* GIVEN DATA

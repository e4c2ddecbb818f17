//! Server-paginated table views: rain, risk areas and province/district.
//!
//! All three share one layout: a filter bar, the table for the current page
//! and a pagination footer.

use ratatui::{
    layout::{Constraint, Layout, Rect},
    style::{Modifier, Style},
    text::{Line, Span},
    widgets::{Block, Borders, Cell, Paragraph, Row, Table, TableState},
    Frame,
};

use super::common::{filter_info, format_header};
use crate::api::{IdFilter, ProvinceDistrict, RainPoint, RiskArea, SortOrder};
use crate::app::App;
use crate::data::format::{bilingual, format_rain, format_thousands, risk_level_label};
use crate::data::{filter_rows, Listing, Searchable};

/// A table column and the server sort field it maps to, if sortable.
struct Column {
    title: &'static str,
    sort_field: Option<&'static str>,
    width: Constraint,
}

const fn column(title: &'static str, sort_field: Option<&'static str>, width: Constraint) -> Column {
    Column {
        title,
        sort_field,
        width,
    }
}

const RISK_AREA_COLUMNS: [Column; 4] = [
    column("Province", Some("province_name"), Constraint::Fill(2)),
    column("District", Some("district_name"), Constraint::Fill(2)),
    column("Risk level", Some("risk_level"), Constraint::Length(12)),
    column("Level", None, Constraint::Length(6)),
];

const RAIN_COLUMNS: [Column; 4] = [
    column("Date", Some("date"), Constraint::Length(12)),
    column("Province", Some("province_name"), Constraint::Fill(2)),
    column("District", Some("district_name"), Constraint::Fill(2)),
    column("Rain (mm)", Some("rain_mm_wmean"), Constraint::Length(11)),
];

const PROVINCE_DISTRICT_COLUMNS: [Column; 4] = [
    column("Province ID", Some("province_id"), Constraint::Length(12)),
    column("Province", Some("province_name"), Constraint::Fill(2)),
    column("District ID", None, Constraint::Length(12)),
    column("District", Some("district_name"), Constraint::Fill(2)),
];

pub fn render_risk_areas(frame: &mut Frame, app: &App, area: Rect) {
    render_listing(
        frame,
        app,
        area,
        "Risk areas",
        &app.risk_areas,
        &RISK_AREA_COLUMNS,
        |row: &RiskArea| {
            let style = app.theme.risk_level_style(row.risk_level);
            vec![
                Cell::from(bilingual(row.province_name.as_deref(), row.province_name_en.as_deref())),
                Cell::from(bilingual(row.district_name.as_deref(), row.district_name_en.as_deref())),
                Cell::from(risk_level_label(row.risk_level)).style(style),
                Cell::from(row.risk_level.to_string()).style(style),
            ]
        },
    );
}

pub fn render_rain(frame: &mut Frame, app: &App, area: Rect) {
    render_listing(frame, app, area, "Rain", &app.rain, &RAIN_COLUMNS, |row: &RainPoint| {
        vec![
            Cell::from(row.date.map(|d| d.format("%Y-%m-%d").to_string()).unwrap_or_default()),
            Cell::from(bilingual(row.province_name.as_deref(), row.province_name_en.as_deref())),
            Cell::from(bilingual(row.district_name.as_deref(), row.district_name_en.as_deref())),
            Cell::from(format_rain(row.rain_mm_wmean)),
        ]
    });
}

pub fn render_province_districts(frame: &mut Frame, app: &App, area: Rect) {
    render_listing(
        frame,
        app,
        area,
        "Provinces and districts",
        &app.province_districts,
        &PROVINCE_DISTRICT_COLUMNS,
        |row: &ProvinceDistrict| {
            vec![
                Cell::from(row.province_id.to_string()),
                Cell::from(bilingual(row.province_name.as_deref(), row.province_name_en.as_deref())),
                Cell::from(row.district_id.to_string()),
                Cell::from(bilingual(row.district_name.as_deref(), row.district_name_en.as_deref())),
            ]
        },
    );
}

fn render_listing<T: Searchable>(
    frame: &mut Frame,
    app: &App,
    area: Rect,
    name: &str,
    listing: &Listing<T>,
    columns: &[Column],
    cells: impl Fn(&T) -> Vec<Cell<'static>>,
) {
    let chunks = Layout::vertical([
        Constraint::Length(1), // Filter bar
        Constraint::Min(3),    // Table
        Constraint::Length(1), // Pagination
    ])
    .split(area);

    render_filter_bar(frame, app, listing, chunks[0]);

    let query = &listing.query;
    let ascending = query.order_type == SortOrder::Asc;
    let visible = filter_rows(&listing.rows, &app.filter_text);

    let mut header_cells = vec![Cell::from("#")];
    header_cells.extend(columns.iter().map(|c| {
        let active = c.sort_field == Some(query.order_by.as_str());
        Cell::from(format_header(c.title, active, ascending))
    }));
    let header = Row::new(header_cells).height(1).style(app.theme.header);

    let rows: Vec<Row> = visible
        .iter()
        .map(|(index, row)| {
            let mut row_cells =
                vec![Cell::from(format_thousands(listing.pagination.row_number(*index)))];
            row_cells.extend(cells(*row));
            Row::new(row_cells)
        })
        .collect();

    let mut widths = vec![Constraint::Length(8)];
    widths.extend(columns.iter().map(|c| c.width));

    let selected = app.selected_index.min(visible.len().saturating_sub(1));

    let sort_info = if listing.is_default_sort() {
        String::new()
    } else {
        format!(" [s:sort {}{}]", query.order_by, query.order_type.arrow())
    };

    let title = format!(
        " {} · Total {} items{}{} ",
        name,
        format_thousands(listing.pagination.total),
        sort_info,
        filter_info(app),
    );

    let block = Block::default()
        .title(title)
        .borders(Borders::ALL)
        .border_type(app.theme.border_type)
        .border_style(Style::default().fg(app.theme.border));

    if visible.is_empty() {
        let message = if listing.loading {
            "  Loading..."
        } else if listing.rows.is_empty() {
            "  No data"
        } else {
            "  No rows on this page match the search"
        };
        let empty = Paragraph::new(vec![
            Line::from(""),
            Line::from(Span::styled(message, Style::default().add_modifier(Modifier::DIM))),
        ])
        .block(block);
        frame.render_widget(empty, chunks[1]);
    } else {
        let table = Table::new(rows, widths)
            .header(header)
            .block(block)
            .row_highlight_style(app.theme.selected)
            .highlight_symbol("▶ ");

        let mut state = TableState::default()
            .with_offset(app.scroll_offset.get())
            .with_selected(Some(selected));
        frame.render_stateful_widget(table, chunks[1], &mut state);
        app.scroll_offset.set(state.offset());
    }

    render_pagination(frame, app, listing, chunks[2]);
}

/// Active server-side filters of a listing.
fn render_filter_bar<T>(frame: &mut Frame, app: &App, listing: &Listing<T>, area: Rect) {
    let query = &listing.query;
    let label = |text: &'static str| Span::styled(text, Style::default().add_modifier(Modifier::DIM));
    let value = |text: String| Span::styled(text, Style::default().add_modifier(Modifier::BOLD));

    let mut spans = vec![
        label(" Province [P]: "),
        value(listing.province_label(&app.provinces)),
        label("  District [D]: "),
        value(listing.district_label()),
    ];

    if let Some(level) = query.risk_level {
        let text = match level {
            IdFilter::All => "All".to_string(),
            IdFilter::Id(id) => risk_level_label(u8::try_from(id).unwrap_or(u8::MAX)).to_string(),
        };
        spans.push(label("  Risk level [v]: "));
        spans.push(value(text));
    }

    if let (Some(start), Some(end)) = (query.date_start, query.date_end) {
        let text = if start == end {
            start.format("%Y-%m-%d").to_string()
        } else {
            format!("{} .. {}", start.format("%Y-%m-%d"), end.format("%Y-%m-%d"))
        };
        spans.push(label("  Date [ ]: "));
        spans.push(value(text));
    }

    frame.render_widget(Paragraph::new(Line::from(spans)), area);
}

fn render_pagination<T>(frame: &mut Frame, app: &App, listing: &Listing<T>, area: Rect) {
    let p = &listing.pagination;
    let nav_style = |enabled: bool| {
        if enabled {
            Style::default().fg(app.theme.highlight)
        } else {
            Style::default().add_modifier(Modifier::DIM)
        }
    };

    let line = Line::from(vec![
        Span::styled(" ◀ p ", nav_style(p.has_prev())),
        Span::raw(format!(
            "Page {} of {} ",
            format_thousands(u64::from(p.page)),
            format_thousands(u64::from(p.page_count))
        )),
        Span::styled("n ▶", nav_style(p.has_next())),
        Span::styled(
            format!("   {} per page [z]", listing.query.page_size),
            Style::default().add_modifier(Modifier::DIM),
        ),
    ]);

    frame.render_widget(Paragraph::new(line), area);
}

* TASK PROMPT
Scan the records above. Return every line with "bilingual" in it.

* EXERCISE RESPONSE
use crate::data::format::{bilingual, format_rain, format_thousands, risk_level_label};
                Cell::from(bilingual(row.province_name.as_deref(), row.province_name_en.as_deref())),
                Cell::from(bilingual(row.district_name.as_deref(), row.district_name_en.as_deref())),
            Cell::from(bilingual(row.province_name.as_deref(), row.province_name_en.as_deref())),
            Cell::from(bilingual(row.district_name.as_deref(), row.district_name_en.as_deref())),
                Cell::from(bilingual(row.province_name.as_deref(), row.province_name_en.as_deref())),
                Cell::from(bilingual(row.district_name.as_deref(), row.district_name_en.as_deref())),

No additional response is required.